今、6歳の子どもは、生まれる5年前に起きた東日本大震災・大津波(2011年)の映像をテレビなどで見る。それは、私らが6歳のとき親から聞いたB29の爆撃や南方での多数の兵士の餓死・戦死と同じ遠い時代の話なのか。

あのとき聞いた「戦時中」はつい最近だったのだ、と今更のごとく気づく。時代はつながっていた。

そのさらに50数年前の、例えば日露戦争(1904-05年)など「歴史」上のできごとだった。だが、今から見ればせいぜい、学生運動華やかなりし我々の青春時代(やはり50数年前)に相当し、そんな大昔ではなかった。(いや、ということは、今の人から見れば、怒れる若者の60年代も、俺たちにとっての日露戦争と同じくらい遠い歴史上事件になったということなのだろう。)

人は受精卵からはじまり数十億年の系統発生をたどって胎内成長し、出生してくる。生まれてからも初期の成長は著しい。変化する分、そこでに経過する時間は非常に長い。無から発生する歴史を私たちの体内時計は刻んでいる。私たちは永遠のかなたからこの地に降り立ってきた。

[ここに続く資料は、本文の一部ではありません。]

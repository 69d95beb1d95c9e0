// Copyright (c) 2024-2025 The TezSign Foundation

//! Cancellable read/write over a raw file descriptor
//!
//! FunctionFS endpoint files block in `read(2)`/`write(2)` with no native
//! async story, so each operation runs on a blocking worker that polls the
//! descriptor in short slices and re-checks the cancellation token between
//! slices. A cancelled caller returns immediately; the abandoned worker
//! finishes its current slice (at most [POLL_SLICE_MS]) on its own. Each
//! abandonment is counted in a visible atomic so operators can watch for
//! pile-ups.

use std::{
    io,
    os::fd::{BorrowedFd, RawFd},
    sync::atomic::{AtomicU64, Ordering},
};

use async_trait::async_trait;
use nix::poll::{poll, PollFd, PollFlags, PollTimeout};
use tokio_util::sync::CancellationToken;
use zeroize::Zeroize;

use crate::{ReadCtx, WriteCtx};

/// Poll slice between cancellation checks.
const POLL_SLICE_MS: u16 = 100;

static LEAKED_READERS: AtomicU64 = AtomicU64::new(0);
static LEAKED_WRITERS: AtomicU64 = AtomicU64::new(0);

/// Blocking read workers abandoned by cancellation so far.
pub fn leaked_readers() -> u64 {
    LEAKED_READERS.load(Ordering::Relaxed)
}

/// Blocking write workers abandoned by cancellation so far.
pub fn leaked_writers() -> u64 {
    LEAKED_WRITERS.load(Ordering::Relaxed)
}

fn cancelled_err() -> io::Error {
    io::Error::new(io::ErrorKind::Interrupted, "operation cancelled")
}

/// Cancellable reader over a raw fd. The fd is owned by the caller (an
/// opened endpoint file kept alive for the broker's lifetime).
pub struct FdReader {
    fd: RawFd,
}

impl FdReader {
    pub fn new(fd: RawFd) -> Self {
        FdReader { fd }
    }
}

/// Cancellable writer over a raw fd.
pub struct FdWriter {
    fd: RawFd,
}

impl FdWriter {
    pub fn new(fd: RawFd) -> Self {
        FdWriter { fd }
    }
}

/// Wait for `events` on `fd`, honouring the token between slices.
fn poll_ready(fd: RawFd, events: PollFlags, ct: &CancellationToken) -> io::Result<()> {
    loop {
        if ct.is_cancelled() {
            return Err(cancelled_err());
        }

        let borrowed = unsafe { BorrowedFd::borrow_raw(fd) };
        let mut fds = [PollFd::new(borrowed, events)];
        match poll(&mut fds, PollTimeout::from(POLL_SLICE_MS)) {
            Ok(0) => continue, // slice elapsed, re-check token
            Ok(_) => return Ok(()),
            Err(nix::errno::Errno::EINTR) => continue,
            Err(errno) => return Err(io::Error::from(errno)),
        }
    }
}

#[async_trait]
impl ReadCtx for FdReader {
    async fn read_ctx(&mut self, ct: &CancellationToken, buf: &mut [u8]) -> io::Result<usize> {
        let fd = self.fd;
        let cap = buf.len();
        let worker_ct = ct.clone();

        let task = tokio::task::spawn_blocking(move || -> io::Result<Vec<u8>> {
            poll_ready(fd, PollFlags::POLLIN, &worker_ct)?;

            let mut tmp = vec![0u8; cap];
            let n = nix::unistd::read(fd, &mut tmp).map_err(io::Error::from)?;
            tmp.truncate(n);
            Ok(tmp)
        });

        tokio::select! {
            res = task => {
                let mut data = res.map_err(|e| io::Error::new(io::ErrorKind::Other, e))??;
                let n = data.len();
                buf[..n].copy_from_slice(&data);
                data.zeroize();
                Ok(n)
            }
            _ = ct.cancelled() => {
                LEAKED_READERS.fetch_add(1, Ordering::Relaxed);
                Err(cancelled_err())
            }
        }
    }
}

#[async_trait]
impl WriteCtx for FdWriter {
    async fn write_ctx(&mut self, ct: &CancellationToken, buf: &[u8]) -> io::Result<usize> {
        let fd = self.fd;
        let data = buf.to_vec();
        let worker_ct = ct.clone();

        let task = tokio::task::spawn_blocking(move || -> io::Result<usize> {
            let total = data.len();
            let mut written = 0;
            while written < total {
                poll_ready(fd, PollFlags::POLLOUT, &worker_ct)?;

                let borrowed = unsafe { BorrowedFd::borrow_raw(fd) };
                match nix::unistd::write(borrowed, &data[written..]) {
                    Ok(n) => written += n,
                    Err(nix::errno::Errno::EINTR) => continue,
                    Err(errno) => return Err(io::Error::from(errno)),
                }
            }
            Ok(written)
        });

        tokio::select! {
            res = task => res.map_err(|e| io::Error::new(io::ErrorKind::Other, e))?,
            _ = ct.cancelled() => {
                LEAKED_WRITERS.fetch_add(1, Ordering::Relaxed);
                Err(cancelled_err())
            }
        }
    }
}
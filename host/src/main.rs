// Copyright (c) 2024-2025 The TezSign Foundation

//! TezSign host daemon
//!
//! Bridges the block producer's remote-signer HTTP protocol onto the USB
//! link: HTTP requests become broker RPCs, broker failures become a
//! reconnect loop. The device node comes from the endpoint registrar and
//! is reopened whenever the broker reports itself unhealthy.

use std::{
    collections::HashSet,
    fs::OpenOptions,
    net::SocketAddr,
    os::fd::AsRawFd,
    path::PathBuf,
    sync::Arc,
    time::Duration,
};

use anyhow::Context;
use clap::Parser;
use log::{info, warn, LevelFilter};
use tokio_util::sync::CancellationToken;

use tezsign_broker::{handler, Broker, FdReader, FdWriter};

mod client;
mod http;

use http::{AppState, BrokerSlot};

/// TezSign host daemon
#[derive(Clone, Debug, Parser)]
struct Options {
    /// HTTP listen address for the signer API
    #[clap(long, env = "BROKER", default_value = "127.0.0.1:6732")]
    listen: SocketAddr,

    /// Gadget device node (read/write)
    #[clap(long, env = "TEZSIGN_DEVICE", default_value = "/dev/tezsign0")]
    device: PathBuf,

    /// tz4 addresses to expose (comma separated)
    #[clap(long, env = "TEZSIGN_UNLOCK_KEYS", value_delimiter = ',')]
    keys: Vec<String>,

    /// Passphrase used to unlock the exposed keys at startup
    #[clap(long, env = "TEZSIGN_UNLOCK_PASS", hide_env_values = true)]
    unlock_pass: Option<String>,

    /// Log verbosity
    #[clap(long, default_value = "info")]
    log_level: LevelFilter,
}

#[tokio::main]
async fn main() -> anyhow::Result<()> {
    let args = Options::parse();
    simplelog::SimpleLogger::init(args.log_level, simplelog::Config::default()).unwrap();

    if args.keys.is_empty() {
        anyhow::bail!("no keys configured (set TEZSIGN_UNLOCK_KEYS or --keys)");
    }
    let allowed: HashSet<String> = args.keys.iter().cloned().collect();
    info!("serving {} key(s)", allowed.len());

    let root_ct = CancellationToken::new();
    spawn_signal_handler(root_ct.clone());

    let slot: BrokerSlot = Arc::new(tokio::sync::RwLock::new(None));

    // HTTP front.
    let state = AppState {
        broker: slot.clone(),
        allowed: Arc::new(allowed),
    };
    let listener = tokio::net::TcpListener::bind(args.listen)
        .await
        .with_context(|| format!("binding {}", args.listen))?;
    info!("http listening on {}", args.listen);
    let server = {
        let ct = root_ct.clone();
        tokio::spawn(async move {
            let app = http::router(state);
            if let Err(err) = axum::serve(listener, app)
                .with_graceful_shutdown(ct.cancelled_owned())
                .await
            {
                warn!("http server exited err={err}");
            }
        })
    };

    // Device supervisor: (re)open the device node, run a broker over it,
    // unlock the configured keys, wait for trouble.
    supervise_device(&args, &slot, &root_ct).await;

    // Teardown.
    if let Some(broker) = slot.write().await.take() {
        broker.stop().await;
    }
    let _ = server.await;
    Ok(())
}

async fn supervise_device(args: &Options, slot: &BrokerSlot, root_ct: &CancellationToken) {
    while !root_ct.is_cancelled() {
        let device = match OpenOptions::new()
            .read(true)
            .write(true)
            .open(&args.device)
        {
            Ok(f) => f,
            Err(err) => {
                warn!("opening device failed path={:?} err={err}", args.device);
                backoff_or_exit(root_ct).await;
                continue;
            }
        };

        // The host never serves inbound requests; the gadget only ever
        // answers ours.
        let broker = Arc::new(Broker::new(
            FdReader::new(device.as_raw_fd()),
            FdWriter::new(device.as_raw_fd()),
            handler(|_ct, _payload| async move { Ok(Vec::new()) }),
            tezsign_broker::Options::default(),
        ));

        *slot.write().await = Some(broker.clone());
        info!("broker up device={:?}", args.device);

        unlock_keys(args, &broker, root_ct).await;

        let done = broker.done();
        tokio::select! {
            _ = done.cancelled() => warn!("broker unhealthy; reconnecting"),
            _ = root_ct.cancelled() => {}
        }

        *slot.write().await = None;
        broker.stop().await;
        drop(device);

        if !root_ct.is_cancelled() {
            backoff_or_exit(root_ct).await;
        }
    }
}

/// Unlock every configured key over the link. Failures are logged, not
/// fatal: a locked key simply refuses to sign until unlocked.
async fn unlock_keys(args: &Options, broker: &Broker, ct: &CancellationToken) {
    let Some(pass) = &args.unlock_pass else {
        return;
    };

    for addr in &args.keys {
        let address = match http::decode_tz4(addr) {
            Ok(address) => address,
            Err(err) => {
                warn!("skipping unlock of malformed address addr={addr} err={err}");
                continue;
            }
        };

        match tokio::time::timeout(
            Duration::from_secs(10),
            client::req_unlock(broker, ct, address, pass.as_bytes()),
        )
        .await
        {
            Ok(Ok(state)) => info!("key unlock addr={addr} state={state}"),
            Ok(Err(err)) => warn!("key unlock failed addr={addr} err={err}"),
            Err(_) => warn!("key unlock timed out addr={addr}"),
        }
    }
}

fn spawn_signal_handler(ct: CancellationToken) {
    tokio::spawn(async move {
        let mut term = tokio::signal::unix::signal(tokio::signal::unix::SignalKind::terminate())
            .expect("installing SIGTERM handler");
        tokio::select! {
            _ = tokio::signal::ctrl_c() => {}
            _ = term.recv() => {}
        }
        info!("signal received, stopping");
        ct.cancel();
    });
}

async fn backoff_or_exit(ct: &CancellationToken) {
    tokio::select! {
        _ = tokio::time::sleep(Duration::from_millis(500)) => {}
        _ = ct.cancelled() => {}
    }
}
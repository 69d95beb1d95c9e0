// Copyright (c) 2024-2025 The TezSign Foundation

//! TezSign gadget daemon
//!
//! Runs on the embedded board behind a FunctionFS USB function. Loads the
//! key records, recovers watermarks, then serves sign/status/unlock RPCs
//! arriving over the bulk endpoints through a [tezsign_broker::Broker].
//! The broker is rebuilt whenever it reports itself unhealthy or the host
//! detaches; the signing state survives because watermarks are committed
//! to disk before every signature.

use std::{
    fs::OpenOptions,
    os::fd::AsRawFd,
    path::PathBuf,
    sync::{
        atomic::{AtomicBool, Ordering},
        Arc,
    },
    time::Duration,
};

use anyhow::Context;
use clap::Parser;
use log::{debug, info, warn, LevelFilter};
use tokio_util::sync::CancellationToken;

use tezsign_broker::{Broker, FdReader, FdWriter};
use tezsign_core::{health::Monitor, FileStore, Keychain};

mod ctrl;
mod handler;
mod keys;
mod liveness;
mod notify;

/// TezSign USB gadget signing daemon
#[derive(Clone, Debug, Parser)]
struct Options {
    /// FunctionFS mount directory (ep0 control, ep1 IN, ep2 OUT)
    #[clap(long, default_value = "/dev/ffs-tezsign")]
    ffs_dir: PathBuf,

    /// Runtime directory for the liveness sockets
    #[clap(long, default_value = "/run/tezsign")]
    run_dir: PathBuf,

    /// Directory holding key records
    #[clap(long, default_value = "/var/lib/tezsign/keys")]
    keys_dir: PathBuf,

    /// Directory holding watermark state
    #[clap(long, default_value = "/var/lib/tezsign/state")]
    state_dir: PathBuf,

    /// Worker tasks handling inbound frames
    #[clap(long, default_value = "8")]
    workers: usize,

    /// Live task budget for the health monitor (0 = unlimited)
    #[clap(long, default_value = "0")]
    task_limit: usize,

    /// Log verbosity
    #[clap(long, default_value = "info")]
    log_level: LevelFilter,
}

#[tokio::main]
async fn main() -> anyhow::Result<()> {
    let args = Options::parse();
    simplelog::SimpleLogger::init(args.log_level, simplelog::Config::default()).unwrap();

    let root_ct = CancellationToken::new();
    spawn_signal_handler(root_ct.clone());

    // Signing state: keychain over the crash-atomic watermark store.
    let store = Arc::new(FileStore::new(&args.state_dir).context("opening watermark store")?);
    let keychain = Arc::new(Keychain::new(store).context("loading watermarks")?);
    let aliases = keys::load_keys(&args.keys_dir, &keychain)?;
    info!("keychain ready keys={}", aliases.len());

    let monitor = Monitor::new(args.task_limit);

    // Control endpoint: status record + stall policy.
    let ready = Arc::new(AtomicBool::new(false));
    let ep0 = OpenOptions::new()
        .read(true)
        .write(true)
        .open(args.ffs_dir.join("ep0"))
        .with_context(|| format!("opening ep0 under {:?}", args.ffs_dir))?;
    let ep0_task = ctrl::serve_ep0(ep0.as_raw_fd(), ready.clone(), root_ct.clone());

    // Liveness towards the registrar.
    let ready_sock = args.run_dir.join("ready.sock");
    let enabled_sock = args.run_dir.join("enabled.sock");
    std::fs::create_dir_all(&args.run_dir).ok();
    let ready_task = liveness::serve_ready_socket(ready_sock, root_ct.clone())
        .context("binding ready socket")?;

    // systemd plumbing.
    let notifier = notify::Notifier::from_env().map(Arc::new);
    let pinger = notifier
        .as_ref()
        .and_then(|n| notify::start_pinger(n.clone(), root_ct.clone()));
    if let Some(n) = &notifier {
        n.ready();
    }

    spawn_health_reporter(monitor.clone(), root_ct.clone());

    // Broker lifecycle: one broker per host attachment, rebuilt on
    // failure.
    while !root_ct.is_cancelled() {
        let Some(enabled) = liveness::await_enabled(&enabled_sock, &root_ct).await else {
            break;
        };

        let ep_out = match OpenOptions::new().read(true).open(args.ffs_dir.join("ep2")) {
            Ok(f) => f,
            Err(err) => {
                warn!("opening ep2 failed err={err}");
                backoff_or_exit(&root_ct).await;
                continue;
            }
        };
        let ep_in = match OpenOptions::new().write(true).open(args.ffs_dir.join("ep1")) {
            Ok(f) => f,
            Err(err) => {
                warn!("opening ep1 failed err={err}");
                backoff_or_exit(&root_ct).await;
                continue;
            }
        };

        let broker = Broker::new(
            FdReader::new(ep_out.as_raw_fd()),
            FdWriter::new(ep_in.as_raw_fd()),
            handler::rpc_handler(keychain.clone(), monitor.clone()),
            tezsign_broker::Options {
                worker_count: args.workers,
                ..Default::default()
            },
        );
        ready.store(true, Ordering::SeqCst);
        info!("broker up");

        let done = broker.done();
        tokio::select! {
            _ = done.cancelled() => {
                warn!("broker unhealthy; restarting");
            }
            _ = liveness::watch_enabled(enabled, &root_ct) => {
                info!("host detached; stopping broker");
            }
            _ = root_ct.cancelled() => {}
        }

        ready.store(false, Ordering::SeqCst);
        broker.stop().await;
        drop((ep_in, ep_out));

        if !root_ct.is_cancelled() {
            backoff_or_exit(&root_ct).await;
        }
    }

    info!("shutting down");
    if let Some(n) = &notifier {
        n.stopping();
    }
    root_ct.cancel();
    if let Some(p) = pinger {
        let _ = p.await;
    }
    let _ = ready_task.await;
    let _ = ep0_task.await;

    Ok(())
}

fn spawn_signal_handler(ct: CancellationToken) {
    tokio::spawn(async move {
        let mut term = tokio::signal::unix::signal(tokio::signal::unix::SignalKind::terminate())
            .expect("installing SIGTERM handler");
        tokio::select! {
            _ = tokio::signal::ctrl_c() => {}
            _ = term.recv() => {}
        }
        info!("signal received, stopping");
        ct.cancel();
    });
}

fn spawn_health_reporter(monitor: Arc<Monitor>, ct: CancellationToken) {
    tokio::spawn(async move {
        let mut tick = tokio::time::interval(Duration::from_secs(30));
        loop {
            tokio::select! {
                _ = tick.tick() => {
                    if !monitor.is_healthy() {
                        warn!(
                            "task budget exceeded tasks={}",
                            monitor.task_count()
                        );
                    }
                    debug!(
                        "health requests={} idle_s={} leaked_readers={} leaked_writers={}",
                        monitor.request_count(),
                        monitor.seconds_since_activity(),
                        tezsign_broker::leaked_readers(),
                        tezsign_broker::leaked_writers(),
                    );
                }
                _ = ct.cancelled() => return,
            }
        }
    });
}

async fn backoff_or_exit(ct: &CancellationToken) {
    tokio::select! {
        _ = tokio::time::sleep(Duration::from_millis(500)) => {}
        _ = ct.cancelled() => {}
    }
}
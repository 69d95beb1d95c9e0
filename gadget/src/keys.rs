// Copyright (c) 2024-2025 The TezSign Foundation

//! Key record loading
//!
//! The encrypted at-rest format is the provisioning tool's concern; the
//! gadget consumes a directory of records prepared on the state
//! partition:
//!
//! * `<name>.blsk`: the BLsk Base58Check secret key string,
//! * `<name>.pass`: optional `salt_hex:digest_hex` pair; when present
//!   the key starts `LOCKED` and unlocks only with a passphrase whose
//!   salted SHA-256 matches the digest.

use std::{fs, path::Path, sync::Arc};

use anyhow::{bail, Context};
use log::{info, warn};
use zeroize::Zeroize;

use tezsign_core::{bls, Keychain};

/// Parse a `salt_hex:digest_hex` record.
fn parse_pass_record(raw: &str) -> anyhow::Result<([u8; 16], [u8; 32])> {
    let (salt_hex, digest_hex) = raw
        .trim()
        .split_once(':')
        .context("pass record must be salt_hex:digest_hex")?;

    let salt_bytes = hex::decode(salt_hex).context("bad salt hex")?;
    let digest_bytes = hex::decode(digest_hex).context("bad digest hex")?;
    if salt_bytes.len() != 16 || digest_bytes.len() != 32 {
        bail!("pass record must carry a 16-byte salt and 32-byte digest");
    }

    let mut salt = [0u8; 16];
    salt.copy_from_slice(&salt_bytes);
    let mut digest = [0u8; 32];
    digest.copy_from_slice(&digest_bytes);
    Ok((salt, digest))
}

/// Load every key record under `dir` into the keychain. Returns the
/// registered tz4 aliases.
pub fn load_keys(dir: &Path, keychain: &Arc<Keychain>) -> anyhow::Result<Vec<String>> {
    let mut aliases = Vec::new();

    for dirent in fs::read_dir(dir).with_context(|| format!("reading key dir {dir:?}"))? {
        let path = dirent?.path();
        if path.extension().and_then(|e| e.to_str()) != Some("blsk") {
            continue;
        }

        let mut blsk = fs::read_to_string(&path)
            .with_context(|| format!("reading key record {path:?}"))?;
        let secret = match bls::import_secret_key(blsk.trim()) {
            Ok(secret) => secret,
            Err(err) => {
                warn!("skipping malformed key record path={path:?} err={err}");
                blsk.zeroize();
                continue;
            }
        };
        blsk.zeroize();

        let pass_path = path.with_extension("pass");
        let (pass_salt, pass_digest) = if pass_path.exists() {
            let record = fs::read_to_string(&pass_path)
                .with_context(|| format!("reading pass record {pass_path:?}"))?;
            let (salt, digest) = parse_pass_record(&record)?;
            (salt, Some(digest))
        } else {
            ([0u8; 16], None)
        };

        let alias = keychain.add_key(secret, pass_digest, pass_salt);
        info!(
            "loaded key alias={alias} locked={}",
            pass_digest.is_some()
        );
        aliases.push(alias);
    }

    if aliases.is_empty() {
        bail!("no key records found in {dir:?}");
    }
    Ok(aliases)
}

#[cfg(test)]
mod test {
    use super::*;
    use sha2::{Digest, Sha256};
    use std::collections::HashMap;
    use std::io;
    use std::sync::Mutex;

    use tezsign_core::{Watermarks, WatermarkStore};

    struct MemStore(Mutex<HashMap<String, Watermarks>>);

    impl WatermarkStore for MemStore {
        fn load_all(&self) -> io::Result<HashMap<String, Watermarks>> {
            Ok(self.0.lock().unwrap().clone())
        }
        fn store(&self, alias: &str, wm: &Watermarks) -> io::Result<()> {
            self.0.lock().unwrap().insert(alias.to_string(), *wm);
            Ok(())
        }
    }

    fn new_keychain() -> Arc<Keychain> {
        let store = Arc::new(MemStore(Mutex::new(HashMap::new())));
        Arc::new(Keychain::new(store).unwrap())
    }

    #[test]
    fn loads_plain_and_locked_keys() {
        let dir = tempfile::tempdir().unwrap();

        let (sk1, _, _) = bls::generate().unwrap();
        fs::write(dir.path().join("baker.blsk"), bls::encode_secret_key(&sk1)).unwrap();

        let (sk2, _, _) = bls::generate().unwrap();
        fs::write(dir.path().join("backup.blsk"), bls::encode_secret_key(&sk2)).unwrap();
        let salt = [9u8; 16];
        let mut h = Sha256::new();
        h.update(salt);
        h.update(b"secret pass");
        let digest: [u8; 32] = h.finalize().into();
        fs::write(
            dir.path().join("backup.pass"),
            format!("{}:{}", hex::encode(salt), hex::encode(digest)),
        )
        .unwrap();

        let kc = new_keychain();
        let aliases = load_keys(dir.path(), &kc).unwrap();
        assert_eq!(aliases.len(), 2);

        let status = kc.status();
        let locked = status
            .iter()
            .filter(|k| k.lock_state == tezsign_wire::rpc::LockState::Locked)
            .count();
        assert_eq!(locked, 1);
    }

    #[test]
    fn empty_dir_is_an_error() {
        let dir = tempfile::tempdir().unwrap();
        assert!(load_keys(dir.path(), &new_keychain()).is_err());
    }

    #[test]
    fn malformed_records_are_skipped() {
        let dir = tempfile::tempdir().unwrap();
        fs::write(dir.path().join("bad.blsk"), "not a key").unwrap();

        let (sk, _, _) = bls::generate().unwrap();
        fs::write(dir.path().join("good.blsk"), bls::encode_secret_key(&sk)).unwrap();

        let aliases = load_keys(dir.path(), &new_keychain()).unwrap();
        assert_eq!(aliases.len(), 1);
    }

    #[test]
    fn pass_record_validation() {
        assert!(parse_pass_record("nocolon").is_err());
        assert!(parse_pass_record("aabb:ccdd").is_err()); // wrong lengths

        let salt = hex::encode([1u8; 16]);
        let digest = hex::encode([2u8; 32]);
        let (s, d) = parse_pass_record(&format!("{salt}:{digest}")).unwrap();
        assert_eq!(s, [1u8; 16]);
        assert_eq!(d, [2u8; 32]);
    }
}
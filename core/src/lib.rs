// Copyright (c) 2024-2025 The TezSign Foundation

//! TezSign signing core
//!
//! This crate is the gadget-side signing engine: strict decoding of the
//! three Tenderbake consensus payload kinds, BLS12-381 MinPk primitives,
//! deterministic hierarchical key derivation, Base58Check addressing and
//! the keychain that enforces the per-key watermark discipline.
//!
//! The watermark rule is the safety property of the whole appliance: for
//! every (key, operation kind) the `(level, round)` pair of successful
//! signs is strictly increasing, and the new watermark is persisted
//! *before* the signature is produced so a crash can never re-sign at the
//! same height.
//!
//! Transport and process wiring live elsewhere (the broker crate and the
//! binaries); nothing in this crate does I/O except the watermark store.

pub mod b58;
pub mod bls;
pub mod hd;
pub mod health;
pub mod keychain;
pub mod tenderbake;

pub use keychain::{FileStore, Keychain, KeychainError, WatermarkStore, Watermarks};
pub use tenderbake::{decode_sign_payload, SignInfo, SignKind};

一旦大人になった私たちは、徐々に老いる以外、形状はあまり変わらない。次第に時間が速く進行していく。いや、こっち内部の時間進行が止まるので、周囲環境の時間進行が相対的に速く感じられていく。季節が目くるめく移り、1カ月が1日、1年が1カ月になり、季節変化のないサンフランシスコのようなところに居ると、え、もう10年?、などとなってしまう。

こうして私たちは、ついには1億年があっという間に経過する世界に突入する。やすやすとは物事が動かない物理的世界の一部と化し、つまり死んでいく。私たちが元居た場所に戻る。